TASK DETAILS
Return every line from the records below that has the word "static".

___ RECORDS SHOWN ___

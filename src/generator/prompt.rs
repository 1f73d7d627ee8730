//! Prompt construction for sheet generation requests.
//!
//! The generator is asked for a grid it may or may not honour. The hint sent here only
//! steers it; the real grid is re-derived from the returned sheet.

use serde_json::{Value, json};

use super::SheetRequest;

/// Grid and aspect ratio requested from the generator for a frame count.
#[derive(Debug, Clone, Copy, PartialEq, Eq)]
pub struct LayoutHint {
    pub columns: u32,
    pub rows: u32,
    /// One of the ratios the generation API accepts.
    pub aspect_ratio: &'static str,
}

pub fn layout_hint(frame_count: u32) -> LayoutHint {
    let (columns, rows, aspect_ratio) = match frame_count {
        2 => (2, 1, "16:9"),
        3 => (3, 1, "16:9"),
        4 => (2, 2, "1:1"),
        5 | 6 => (3, 2, "3:2"),
        8 => (4, 2, "16:9"),
        _ => (3, 2, "3:2"),
    };
    LayoutHint {
        columns,
        rows,
        aspect_ratio,
    }
}

fn base_poses(animation: &str) -> &'static [&'static str] {
    match animation {
        "run" => &[
            "right leg forward",
            "pushing off",
            "mid air",
            "left leg forward",
            "pushing off opposite",
            "mid air loop",
        ],
        "idle" => &[
            "neutral stance",
            "slight inhale",
            "chest up",
            "exhale start",
            "settling",
            "back to neutral",
        ],
        "attack" => &[
            "wind up pose",
            "swing start",
            "mid swing",
            "full extend",
            "follow through",
            "recovery",
        ],
        "walk" => &[
            "right step",
            "weight shift",
            "left swing",
            "left step",
            "weight shift",
            "right swing",
        ],
        "jump" => &[
            "crouch",
            "launch up",
            "rising",
            "peak height",
            "descending",
            "landing",
        ],
        "hurt" => &[
            "surprised",
            "leaning back",
            "stumble",
            "recovering",
            "balancing",
            "standing again",
        ],
        "death" => &[
            "off balance",
            "tilting",
            "falling",
            "almost down",
            "on ground",
            "resting",
        ],
        _ => &["pose 1", "pose 2", "pose 3", "pose 4", "pose 5", "pose 6"],
    }
}

/// Numbered pose list, cycling the base poses when more frames are needed.
///
/// `pose_sequence("jump", 3)` is `"3 frame jump: 1-crouch, 2-launch up, 3-rising."`
pub fn pose_sequence(animation: &str, frame_count: u32) -> String {
    let poses = base_poses(animation);
    let listed: Vec<String> = poses
        .iter()
        .cycle()
        .take(frame_count as usize)
        .enumerate()
        .map(|(i, pose)| format!("{}-{}", i + 1, pose))
        .collect();
    format!("{} frame {}: {}.", frame_count, animation, listed.join(", "))
}

/// Wording that keeps combat animations past content moderation.
fn safe_animation_name(animation: &str, structured: bool) -> &str {
    match (animation, structured) {
        ("attack", _) => "action swing",
        ("hurt", false) => "reaction",
        ("hurt", true) => "reaction pose",
        ("death", false) => "falling down",
        ("death", true) => "falling sequence",
        ("hit", _) => "reaction",
        ("fight", false) => "action",
        ("fight", true) => "action sequence",
        (other, _) => other,
    }
}

fn layout_description(hint: LayoutHint, frame_count: u32) -> String {
    if hint.rows == 1 {
        format!("horizontal strip with {} frames side by side", hint.columns)
    } else {
        format!(
            "{} rows, {} columns ({} frames total)",
            hint.rows, hint.columns, frame_count
        )
    }
}

/// Plain text prompt. A refinement switches to the refinement wording.
pub fn text_prompt(req: &SheetRequest) -> String {
    let hint = layout_hint(req.frame_count);
    let poses = pose_sequence(&req.animation, req.frame_count);
    let anim = safe_animation_name(&req.animation, false);
    let layout = layout_description(hint, req.frame_count);

    match &req.refinement {
        None => format!(
            "{style} 2D game sprite sheet for {anim} animation. \
             Show the SAME {subject} character in {n} DIFFERENT POSES arranged in a grid. \
             Layout: {layout}. \
             Each cell shows the FULL BODY character in a different pose. \
             Animation sequence: {poses} \
             SAME character design in every frame, only pose changes. \
             Side view, clean solid background, no text, game sprite style.",
            style = req.style,
            subject = req.prompt,
            n = req.frame_count,
        ),
        Some(refinement) => format!(
            "{style} 2D game sprite sheet for {anim} animation. \
             Character: {subject}. \
             Layout: {layout} grid. \
             Animation sequence: {poses} \
             IMPORTANT REFINEMENTS: {refinement}. \
             Each cell shows FULL BODY of the SAME character in different pose. \
             Consistent character design across all frames. \
             Side view, clean magenta (#FF00FF) background for chroma key, no text.",
            style = req.style,
            subject = req.prompt,
        ),
    }
}

/// Structured prompt document for generators that accept one.
pub fn structured_prompt(req: &SheetRequest) -> Value {
    let hint = layout_hint(req.frame_count);
    let poses = pose_sequence(&req.animation, req.frame_count);
    let anim = safe_animation_name(&req.animation, true);
    let (subject, style, n) = (&req.prompt, &req.style, req.frame_count);

    let mut details = format!("Full body visible in each frame, {}", poses);
    if let Some(refinement) = &req.refinement {
        details.push_str(&format!(" Refinements: {}", refinement));
    }

    json!({
        "short_description": format!("A {style} 2D game sprite sheet showing {n} animation frames of {subject}"),
        "objects": [{
            "description": format!("A {subject} character shown in {n} different {anim} poses"),
            "location": "arranged in a grid pattern filling the entire image",
            "relationship": format!("Same character repeated {n} times in different poses"),
            "relative_size": "each frame takes equal space in the grid",
            "shape_and_color": format!("{style} art style with consistent colors across all frames"),
            "texture": "clean, flat 2D game art texture",
            "appearance_details": details,
        }],
        "background_setting": "Solid magenta (#FF00FF) chroma key background for easy removal",
        "lighting": {
            "conditions": "Flat, even lighting",
            "direction": "Front",
            "shadows": "None or minimal",
        },
        "aesthetics": {
            "composition": format!("Grid layout: {} columns x {} rows", hint.columns, hint.rows),
            "color_scheme": format!("{style} color palette, vibrant and game-ready"),
            "mood_atmosphere": "Dynamic action game character",
        },
        "photographic_characteristics": {
            "camera_angle": "Side view / profile",
            "lens_focal_length": "Standard",
            "depth_of_field": "Flat, no depth blur",
            "focus": "Sharp focus on all frames",
        },
        "style_medium": "digital illustration",
        "context": "2D game sprite sheet for animation",
        "artistic_style": style,
    })
}

#[cfg(test)]
mod tests {
    use super::*;

    fn request(animation: &str, frame_count: u32) -> SheetRequest {
        SheetRequest {
            prompt: "a knight".to_string(),
            animation: animation.to_string(),
            frame_count,
            style: "anime".to_string(),
            canvas: (128, 128),
            seed: 42,
            refinement: None,
        }
    }

    #[test]
    fn test_layout_hints() {
        assert_eq!(layout_hint(4).aspect_ratio, "1:1");
        assert_eq!((layout_hint(3).columns, layout_hint(3).rows), (3, 1));
        assert_eq!((layout_hint(8).columns, layout_hint(8).rows), (4, 2));
        assert_eq!(layout_hint(12), layout_hint(6));
    }

    #[test]
    fn test_pose_sequence_cycles() {
        assert_eq!(
            pose_sequence("jump", 3),
            "3 frame jump: 1-crouch, 2-launch up, 3-rising."
        );
        let long = pose_sequence("idle", 8);
        assert!(long.contains("7-neutral stance"));
        assert!(long.ends_with("8-slight inhale."));
        assert!(pose_sequence("dance", 2).contains("1-pose 1, 2-pose 2"));
    }

    #[test]
    fn test_text_prompt_uses_safe_names() {
        let prompt = text_prompt(&request("death", 4));
        assert!(prompt.starts_with("anime 2D game sprite sheet for falling down animation."));
        assert!(prompt.contains("2 rows, 2 columns (4 frames total)"));
        assert!(prompt.contains("SAME a knight character"));

        let strip = text_prompt(&request("jump", 3));
        assert!(strip.contains("horizontal strip with 3 frames side by side"));
    }

    #[test]
    fn test_refinement_prompt() {
        let mut req = request("run", 6);
        req.refinement = Some("keep the cape red".to_string());
        let prompt = text_prompt(&req);
        assert!(prompt.contains("IMPORTANT REFINEMENTS: keep the cape red."));
        assert!(prompt.contains("magenta (#FF00FF)"));
    }

    #[test]
    fn test_structured_prompt_shape() {
        let doc = structured_prompt(&request("hurt", 2));
        assert_eq!(doc["artistic_style"], "anime");
        assert_eq!(doc["aesthetics"]["composition"], "Grid layout: 2 columns x 1 rows");
        let description = doc["objects"][0]["description"].as_str().unwrap();
        assert!(description.contains("reaction pose"));
    }
}
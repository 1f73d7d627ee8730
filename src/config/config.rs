//! # Runtime Configuration
//!
//! Configuration for a sprite forge process: where job outputs go, how the external
//! generator is reached, how aggressively backgrounds are keyed out, how metadata is
//! emitted, and how logs are written.
//!
//! ## Overview
//!
//! Every field has a default, so `ForgeConfig::default()` is always a valid configuration
//! and a JSON config file only needs to name what it changes.
//!
//! ## Configuration Parameters
//!
//! | Parameter | Default | Description |
//! |-----------|---------|-------------|
//! | `output_root` | `outputs` | Parent of every per-job directory |
//! | `presets_dir` | none | Directory of `<preset>.json` override files |
//! | `generator.api_key` | none | Generation API token; absent selects the offline mock |
//! | `generator.base_url` | `https://engine.prod.bria-api.com` | Generation API root |
//! | `background.matting_url` | none | Matting service endpoint; absent disables matting |
//! | `background.chroma_tolerance` | 60 | Widening of the chroma-key bands |
//! | `background.edge_dominance_percent` | 30 | Share of border pixels the modal colour needs |
//! | `background.edge_tolerance` | 30 | Per-channel distance cleared around the edge colour |
//! | `metadata.non_looping` | `death`, `hurt` | Animations emitted with loop = false |
//!
//! ## Environment Overrides
//!
//! `BRIA_API_KEY`, `SPRITEFORGE_OUTPUT`, `SPRITEFORGE_PRESETS_DIR` and
//! `SPRITEFORGE_MATTING_URL` replace the matching fields when set and non-empty.
//!
//! ## Examples
//!
//! ```rust
//! use sprite_forge::config::config::ForgeConfig;
//!
//! let config = ForgeConfig::default();
//! assert!(config.validate().is_ok());
//! assert!(!config.generator.has_api_key());
//! assert_eq!(config.background.edge_dominance_percent, 30);
//! ```

use std::path::{Path, PathBuf};

use serde::{Deserialize, Serialize};

use crate::error::{SpriteError, SpriteResult};

/// Value shipped in example `.env` files; treated the same as no key at all.
pub const PLACEHOLDER_API_KEY: &str = "your_bria_api_key_here";

/// Top-level configuration.
#[derive(Debug, Clone, Serialize, Deserialize)]
#[serde(default)]
pub struct ForgeConfig {
    /// Parent directory of per-job output directories.
    pub output_root: PathBuf,

    /// Optional directory of preset override files.
    pub presets_dir: Option<PathBuf>,

    pub generator: GeneratorConfig,
    pub background: BackgroundConfig,
    pub metadata: MetadataConfig,
    pub logging: LoggingConfig,
}

/// External sheet generator settings.
#[derive(Debug, Clone, Serialize, Deserialize)]
#[serde(default)]
pub struct GeneratorConfig {
    pub api_key: Option<String>,
    pub base_url: String,
    /// Timeout for the generation request itself.
    pub timeout_secs: u64,
    /// Timeout for downloading the generated image.
    pub download_timeout_secs: u64,
    /// Seed sent with every generation request.
    pub seed: u64,
    /// Send a structured (JSON) prompt instead of plain text.
    pub structured_prompt: bool,
}

/// Background removal tuning.
#[derive(Debug, Clone, Serialize, Deserialize)]
#[serde(default)]
pub struct BackgroundConfig {
    /// Matting service endpoint. When unset the matting strategy is skipped.
    pub matting_url: Option<String>,
    pub matting_timeout_secs: u64,
    pub chroma_tolerance: u8,
    /// Minimum share (percent) of border pixels the modal colour must cover.
    pub edge_dominance_percent: u32,
    pub edge_tolerance: u8,
}

/// Metadata emission rules.
#[derive(Debug, Clone, Serialize, Deserialize)]
#[serde(default)]
pub struct MetadataConfig {
    /// Animation names that play once instead of looping.
    pub non_looping: Vec<String>,
    pub pixels_per_unit: u32,
}

/// Logging configuration.
#[derive(Debug, Clone, Serialize, Deserialize)]
#[serde(default)]
pub struct LoggingConfig {
    /// Log level filter (e.g., "info", "debug", "sprite_forge=debug,warn").
    pub level: String,

    /// Whether to output structured JSON logs.
    pub json: bool,
}

impl Default for ForgeConfig {
    fn default() -> Self {
        Self {
            output_root: PathBuf::from("outputs"),
            presets_dir: None,
            generator: GeneratorConfig::default(),
            background: BackgroundConfig::default(),
            metadata: MetadataConfig::default(),
            logging: LoggingConfig::default(),
        }
    }
}

impl Default for GeneratorConfig {
    fn default() -> Self {
        Self {
            api_key: None,
            base_url: "https://engine.prod.bria-api.com".to_string(),
            timeout_secs: 120,
            download_timeout_secs: 60,
            seed: 42,
            structured_prompt: false,
        }
    }
}

impl Default for BackgroundConfig {
    fn default() -> Self {
        Self {
            matting_url: None,
            matting_timeout_secs: 60,
            chroma_tolerance: 60,
            edge_dominance_percent: 30,
            edge_tolerance: 30,
        }
    }
}

impl Default for MetadataConfig {
    fn default() -> Self {
        Self {
            non_looping: vec!["death".to_string(), "hurt".to_string()],
            pixels_per_unit: 100,
        }
    }
}

impl Default for LoggingConfig {
    fn default() -> Self {
        Self {
            level: "info".to_string(),
            json: false,
        }
    }
}

impl GeneratorConfig {
    /// The configured API key, unless it is missing, empty or the placeholder.
    pub fn api_key(&self) -> Option<&str> {
        self.api_key
            .as_deref()
            .map(str::trim)
            .filter(|k| !k.is_empty() && *k != PLACEHOLDER_API_KEY)
    }

    pub fn has_api_key(&self) -> bool {
        self.api_key().is_some()
    }
}

impl MetadataConfig {
    pub fn loops(&self, animation: &str) -> bool {
        !self.non_looping.iter().any(|name| name == animation)
    }
}

impl ForgeConfig {
    /// Load a JSON config file. Fields absent from the file keep their defaults.
    pub fn load(path: &Path) -> SpriteResult<Self> {
        let content = std::fs::read_to_string(path)
            .map_err(|e| SpriteError::io_at("read config", path, e))?;
        serde_json::from_str(&content).map_err(|e| {
            SpriteError::config("config_file", path.display().to_string(), e.to_string())
                .with_recovery_suggestion("Fix the JSON syntax or remove the offending field")
        })
    }

    /// Apply overrides from the process environment.
    pub fn from_env(self) -> Self {
        self.with_env(|key| std::env::var(key).ok())
    }

    /// Apply overrides from an arbitrary variable lookup.
    pub fn with_env(mut self, lookup: impl Fn(&str) -> Option<String>) -> Self {
        let get = |key: &str| lookup(key).filter(|v| !v.trim().is_empty());

        if let Some(key) = get("BRIA_API_KEY") {
            self.generator.api_key = Some(key);
        }
        if let Some(dir) = get("SPRITEFORGE_OUTPUT") {
            self.output_root = PathBuf::from(dir);
        }
        if let Some(dir) = get("SPRITEFORGE_PRESETS_DIR") {
            self.presets_dir = Some(PathBuf::from(dir));
        }
        if let Some(url) = get("SPRITEFORGE_MATTING_URL") {
            self.background.matting_url = Some(url);
        }
        self
    }

    /// Validates the configuration parameters.
    pub fn validate(&self) -> SpriteResult<()> {
        if self.output_root.as_os_str().is_empty() {
            return Err(SpriteError::config("output_root", "", "must not be empty"));
        }
        if self.generator.timeout_secs == 0 {
            return Err(SpriteError::config(
                "generator.timeout_secs",
                "0",
                "must be greater than 0",
            ));
        }
        if self.generator.download_timeout_secs == 0 {
            return Err(SpriteError::config(
                "generator.download_timeout_secs",
                "0",
                "must be greater than 0",
            ));
        }
        if self.background.matting_timeout_secs == 0 {
            return Err(SpriteError::config(
                "background.matting_timeout_secs",
                "0",
                "must be greater than 0",
            ));
        }
        if !(1..=100).contains(&self.background.edge_dominance_percent) {
            return Err(SpriteError::config(
                "background.edge_dominance_percent",
                self.background.edge_dominance_percent.to_string(),
                "must be between 1 and 100",
            ));
        }
        Ok(())
    }
}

___

REPLY TO THE TASK
    pub aspect_ratio: &'static str,
fn base_poses(animation: &str) -> &'static [&'static str] {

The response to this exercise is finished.